A Case Study: Inadvertent ARP Spoofing

At a Department of Computer Services in a midwestern university, a room is set aside for making presentations to groups of clients. The room is equipped with a Unix workstation and a $15,000 ceiling-mounted video projector projecting onto a $2,000 eight-foot diameter screen. One day, the workstation needed to be replaced with a newer model. The new workstation came in and was being configured to match the configuration of the workstation in the presentation room. One of the first questions asked during the operating system installation process was the IP address. The technician in charge of configuring the new workstation looked up the IP address of the workstation in the presentation room and entered it into the dialog box.

After a short time, the new workstation was up and running. The systems staff wanted to be sure it was working correctly because it was difficult to fix after it was installed in the presentation room. The new workstation was turned off that night after testing the shutdown procedure to be used by the presenters.

The next morning a presentation started in the presentation room with the old workstation. All was going well until the systems staff decided to resume testing of the new workstation. Shortly after the new workstation booted, the presentation came to a complete halt. The person in charge of the presentation was using the X Window System to demonstrate a program running on a better computer. The workstation in the presentation room had established a TCP/IP connection with the better machine and the presenter was creating the illusion that the program was running on the old workstation.

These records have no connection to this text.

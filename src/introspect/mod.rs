//! Database introspection
//!
//! This module extracts base tables and their columns from a database
//! catalog. Each supported database has its own feature-gated submodule.

use tracing::{debug, info, trace};

use crate::prelude::{Column, GormgenError, Schema, Table};

/// Filters to apply during introspection
#[derive(Debug, Default, Clone)]
pub struct TableFilter {
    /// Only include these tables (if Some)
    pub include: Option<Vec<String>>,
    /// Exclude these tables
    pub exclude: Option<Vec<String>>,
}

impl TableFilter {
    /// Check if a table should be included
    pub fn should_include(&self, table_name: &str) -> bool {
        // Check include list
        if let Some(include) = &self.include {
            if !include.iter().any(|t| t == table_name) {
                return false;
            }
        }

        // Check exclude list
        if let Some(exclude) = &self.exclude {
            if exclude.iter().any(|t| t == table_name) {
                return false;
            }
        }

        true
    }

    pub fn is_empty(&self) -> bool {
        self.include.is_none() && self.exclude.is_none()
    }
}

/// Read access to a database catalog
///
/// Implementations run one query at a time and fail on the first error.
pub trait Catalog {
    /// Names of the base tables in `schema_name`, views excluded
    fn list_base_tables(&mut self, schema_name: &str) -> Result<Vec<String>, GormgenError>;

    /// Columns of one table in catalog order
    fn list_columns(
        &mut self,
        schema_name: &str,
        table_name: &str,
    ) -> Result<Vec<Column>, GormgenError>;

    /// Read every base table of a schema together with its columns
    fn introspect(
        &mut self,
        schema_name: &str,
        filter: &TableFilter,
    ) -> Result<Schema, GormgenError> {
        info!(schema = ?schema_name, "Starting schema introspection");

        let all_table_names = self.list_base_tables(schema_name)?;
        debug!(count = ?all_table_names.len(), "Found base tables");

        let table_names: Vec<String> = all_table_names
            .into_iter()
            .filter(|name| filter.should_include(name))
            .collect();
        if !filter.is_empty() {
            debug!(count = ?table_names.len(), "Tables after filtering");
        }

        let mut tables = Vec::with_capacity(table_names.len());
        for table_name in table_names {
            debug!(table = ?table_name, "Introspecting table");

            let columns = self.list_columns(schema_name, &table_name)?;
            info!(table = ?table_name, columns = ?columns.len(), "Table");
            for column in &columns {
                trace!(
                    table = ?table_name,
                    column = ?column.name,
                    data_type = ?column.data_type,
                    is_nullable = ?column.is_nullable,
                    default = ?column.default,
                    "Column"
                );
            }

            tables.push(Table::new(table_name, columns));
        }

        info!(
            schema = ?schema_name,
            tables = ?tables.len(),
            "Schema introspection complete"
        );

        Ok(Schema {
            name: schema_name.to_string(),
            tables,
        })
    }
}

// Feature-gated database implementations
#[cfg(feature = "postgres")]
mod postgres;

#[cfg(feature = "postgres")]
pub use postgres::PostgresCatalog;

#[cfg(test)]
mod tests {
    use super::*;

    /// Catalog backed by fixed table definitions
    struct StaticCatalog {
        tables: Vec<Table>,
        fail_on: Option<String>,
        column_queries: Vec<String>,
    }

    impl StaticCatalog {
        fn new(tables: Vec<Table>) -> Self {
            Self {
                tables,
                fail_on: None,
                column_queries: Vec::new(),
            }
        }
    }

    impl Catalog for StaticCatalog {
        fn list_base_tables(&mut self, _schema_name: &str) -> Result<Vec<String>, GormgenError> {
            Ok(self.tables.iter().map(|t| t.name.clone()).collect())
        }

        fn list_columns(
            &mut self,
            schema_name: &str,
            table_name: &str,
        ) -> Result<Vec<Column>, GormgenError> {
            self.column_queries.push(table_name.to_string());
            if self.fail_on.as_deref() == Some(table_name) {
                return Err(GormgenError::Query {
                    schema: schema_name.to_string(),
                    message: "connection reset".to_string(),
                });
            }
            Ok(self
                .tables
                .iter()
                .find(|t| t.name == table_name)
                .map(|t| t.columns.clone())
                .unwrap_or_default())
        }
    }

    fn sample_tables() -> Vec<Table> {
        vec![
            Table::new(
                "users",
                vec![
                    Column::new("id", "integer", false),
                    Column::new("email", "text", false),
                ],
            ),
            Table::new("audit_log", vec![]),
            Table::new("orders", vec![Column::new("id", "bigint", false)]),
        ]
    }

    #[test]
    fn test_filter_default_includes_all() {
        let filter = TableFilter::default();
        assert!(filter.is_empty());
        assert!(filter.should_include("users"));
    }

    #[test]
    fn test_filter_include_and_exclude() {
        let filter = TableFilter {
            include: Some(vec!["users".to_string(), "orders".to_string()]),
            exclude: Some(vec!["orders".to_string()]),
        };
        assert!(filter.should_include("users"));
        assert!(!filter.should_include("orders"));
        assert!(!filter.should_include("audit_log"));
    }

    #[test]
    fn test_introspect_keeps_catalog_order() {
        let mut catalog = StaticCatalog::new(sample_tables());
        let schema = catalog.introspect("public", &TableFilter::default()).unwrap();

        assert_eq!(schema.name, "public");
        let names: Vec<_> = schema.tables.iter().map(|t| t.name.as_str()).collect();
        assert_eq!(names, ["users", "audit_log", "orders"]);
        assert_eq!(schema.tables[0].columns[1].name, "email");
    }

    #[test]
    fn test_introspect_zero_column_table() {
        let mut catalog = StaticCatalog::new(sample_tables());
        let schema = catalog.introspect("public", &TableFilter::default()).unwrap();
        assert!(schema.tables[1].columns.is_empty());
    }

    #[test]
    fn test_introspect_skips_filtered_tables() {
        let mut catalog = StaticCatalog::new(sample_tables());
        let filter = TableFilter {
            include: None,
            exclude: Some(vec!["audit_log".to_string()]),
        };
        let schema = catalog.introspect("public", &filter).unwrap();

        assert_eq!(schema.tables.len(), 2);
        assert_eq!(catalog.column_queries, ["users", "orders"]);
    }

    #[test]
    fn test_introspect_aborts_on_query_error() {
        let mut catalog = StaticCatalog::new(sample_tables());
        catalog.fail_on = Some("audit_log".to_string());

        let err = catalog
            .introspect("public", &TableFilter::default())
            .unwrap_err();

        assert!(matches!(err, GormgenError::Query { .. }));
        assert_eq!(catalog.column_queries, ["users", "audit_log"]);
    }
}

What had happened was the better computer had created an ARP cache entry for the old workstation when the presenter started the TCP/IP connection. As the presentation progressed, the ongoing IP datagrams from the better computer to the old workstation used the cache entry created at the beginning of the presentation. Several minutes into the presentation the ARP cache entry expired and a new ARP request went out from the better computer. The first time the ARP cache entry expired, the old workstation replied appropriately. The next time the ARP cache expired, however, the new workstation had been started. Both the old and new workstations replied to the computer running the demonstration software. The new workstation’s hardware address ended up in its ARP cache and the new workstation began receiving the IP datagrams sent to the IP address the old and new workstations shared. The new workstation did not know what to do with these datagrams and promptly sent a TCP/IP reset message in reply, resulting in the shutdown of the demonstration program. From initial appearances, the demonstration program just stopped and the old workstation appeared to have been cut off from the network.

Naturally, the presenter was upset. When the system administrator figured out what had gone wrong, the technician who used the IP address of an existing machine learned a valuable lesson: two machines with the same IP address cannot be connected to the network at the same time.

A Case Study: Malicious ARP Spoofing

As mentioned earlier, I work at a university where Computer Science allows its clients (students) temporary access to its computers. These include some Unix workstations using NFS to mount a mission-critical file system. One of these clients has a laptop running Unix. He already knows the IP address of the workstations that NFS mount the mission-critical file systems. This particular user has created a copy of the workstation password file on his laptop and has superuser privileges on his own laptop, which runs Unix with NFS.

One day he is left alone in the room with one of our workstations. He shuts down the workstation and jacks his laptop into our network. After a few minutes the file server’s ARP cache entry for the workstation expires. Then, he launches an attack by telling his workstation to NFS mount our mission-critical file system. The mount daemon on the file server checks the IP address of the machine making this request against the list of authorized IP addresses and finds a match. It then proceeds to send information needed to access the NFS daemon back to the IP address that just made the mount request.

When the mount daemon sends the reply back, the low-level software connecting IP to Ethernet discovers that it does not have an ARP cache entry for this IP address. It puts the reply on hold and makes an ARP broadcast to determine the hardware address to which to send the reply. The attacker’s laptop is the only machine to respond. The low-level software takes the response, caches it, and uses it to take the reply out of the holding bin and send it out the Ethernet interface. The attacker succeeds in accessing the mission-critical file system as if he were a legitimate user of the workstation that he just shut down.

Preventing an ARP Spoof

It is not particularly satisfying to simply detect ARP spoofing, which only identifies a problem after it has already occurred. Although it may not be possible to prevent ARP spoofing entirely, one simple precaution can be taken where it may count the most. The devious thing about an ARP spoof is that the attack is really directed at the machine being deceived, not the machine whose IP address is being taken over. Presumably, the machine or machines being deceived contain data that the ARP spoofer wants to get or modify.

The deception is useful to the ARP spoofer because the legitimate holder of the IP address is trusted in some way by the machine being deceived. Perhaps the trusted machine is allowed to NFS mount file systems, use rlogin, or start a remote shell without being prompted for a password (particularly troublesome for privileged user accounts). Ideally, machines extending such trust should simply not use ARP to identify the hardware addresses of the machines they trust.